Oncomine is a targeted Next-Generation Sequencing (NGS) test for the identification of clinically significant somatic mutations, including Single Nucleotide Variants (SNVs), insertions and deletions (indels), gene fusions and Copy Number Alterations (CNAs), from the DNA and RNA of 143 cancer-related genes (greater than 2,500 amplicons) in solid tumors. Genes examined in the assay are categorized by genomic alteration into 73 hot-spot gene categories (with SNVs and indels), including 49 genes with focal CNAs, such as ERBB2, and 23 genes with known fusions, such as ALK and ROS1 in NSCLC. The test also includes four pairs of “5’/3’” expression imbalance assays for ALK, ROS1, RET and NTRK1. In addition, the test provides full coverage of 26 tumor suppressor genes.
A surgical pathology and/or cytology report and completed requisition form must accompany all specimens.

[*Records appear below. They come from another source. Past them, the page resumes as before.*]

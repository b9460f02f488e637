//! Builder pattern for ergonomic policy table construction

use crate::error::Result;
use crate::permission::{Action, Module, Permission};
use crate::policy::{Policy, PolicyEntry, PolicyTable};
use crate::role::Role;
use std::collections::BTreeMap;

/// Builder for one role's [`Policy`]
///
/// Granting on a module that already has an entry merges the actions into
/// that entry, so the result never lists a module twice. Entry order is the
/// order in which modules were first granted.
#[derive(Debug, Default)]
pub struct RolePolicyBuilder {
    policy: Policy,
}

impl RolePolicyBuilder {
    /// Create a new builder
    #[must_use]
    pub fn new() -> Self {
        Self::default()
    }

    /// Grant `actions` on `module`
    #[must_use]
    pub fn grant(mut self, module: Module, actions: impl IntoIterator<Item = Action>) -> Self {
        let entries = self.policy.entries_mut();
        match entries.iter_mut().find(|entry| entry.module() == module) {
            Some(existing) => existing.extend(actions),
            None => entries.push(PolicyEntry::new(module, actions)),
        }
        self
    }

    /// Grant a single permission
    #[must_use]
    pub fn permit(self, permission: Permission) -> Self {
        self.grant(permission.module, [permission.action])
    }

    /// Grant `view` and nothing else on `module`
    #[must_use]
    pub fn view_only(self, module: Module) -> Self {
        self.grant(module, [Action::View])
    }

    /// Finish the policy
    #[must_use]
    pub fn build(self) -> Policy {
        self.policy
    }
}

/// Builder for creating [`PolicyTable`] instances with a fluent API
///
/// # Examples
///
/// ```
/// use core_access::{Action, Module, PolicyTableBuilder, Role};
///
/// let table = PolicyTableBuilder::new()
///     .role(Role::Patient, |policy| {
///         policy
///             .view_only(Module::Dashboard)
///             .grant(Module::Appointments, [Action::View, Action::Request])
///     })
///     .build()
///     .unwrap();
///
/// assert!(table.checker().has_permission(Role::Patient, Module::Appointments, Action::Request));
/// assert!(table.policy(Role::Admin).is_empty());
/// ```
#[derive(Debug, Default)]
pub struct PolicyTableBuilder {
    policies: BTreeMap<Role, RolePolicyBuilder>,
}

impl PolicyTableBuilder {
    /// Create a new builder with every role empty
    #[must_use]
    pub fn new() -> Self {
        Self::default()
    }

    /// Extend the policy of `role` using a builder function
    ///
    /// Calling this twice for the same role continues the same policy.
    #[must_use]
    pub fn role<F>(mut self, role: Role, f: F) -> Self
    where
        F: FnOnce(RolePolicyBuilder) -> RolePolicyBuilder,
    {
        let current = self.policies.remove(&role).unwrap_or_default();
        self.policies.insert(role, f(current));
        self
    }

    /// Build the table, returning an error if validation fails
    ///
    /// # Errors
    ///
    /// Returns `PolicyError::MissingViewGrant` if a role is granted an action
    /// on a module without `view` on it (see `PolicyTable::validate()`)
    pub fn build(self) -> Result<PolicyTable> {
        PolicyTable::new(
            self.policies
                .into_iter()
                .map(|(role, builder)| (role, builder.build())),
        )
    }
}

One Hematoxylin and Eosin (H&E) slide and 15-20 unstained sections with a minimum of 20-percent neoplastic cellularity
One H&E slide and 15-20 unstained cell block sections with a minimum of 20-percent neoplastic cellularity
Cells suspended in CytoLyt or PreservCyt solution, preserved at room temperature no longer than eight days
Oncomine was developed and tested by the Weill Cornell Medicine Clinical Genomics Laboratory, Englander Institute for Precision Medicine (EIPM) and Department of Pathology & Laboratory Medicine and approved by the New York State Department of Health (NYSDOH). Oncomine has not been approved by the Food and Drug Administration (FDA). The FDA has determined that such approval is not necessary. Variants of uncertain origin (germ-line versus somatic origin) cannot be determined unequivocally with this test. If a possible pathogenic (inherited) germ line mutation is suspected, counseling from a board-certified genetic counselor will be recommended.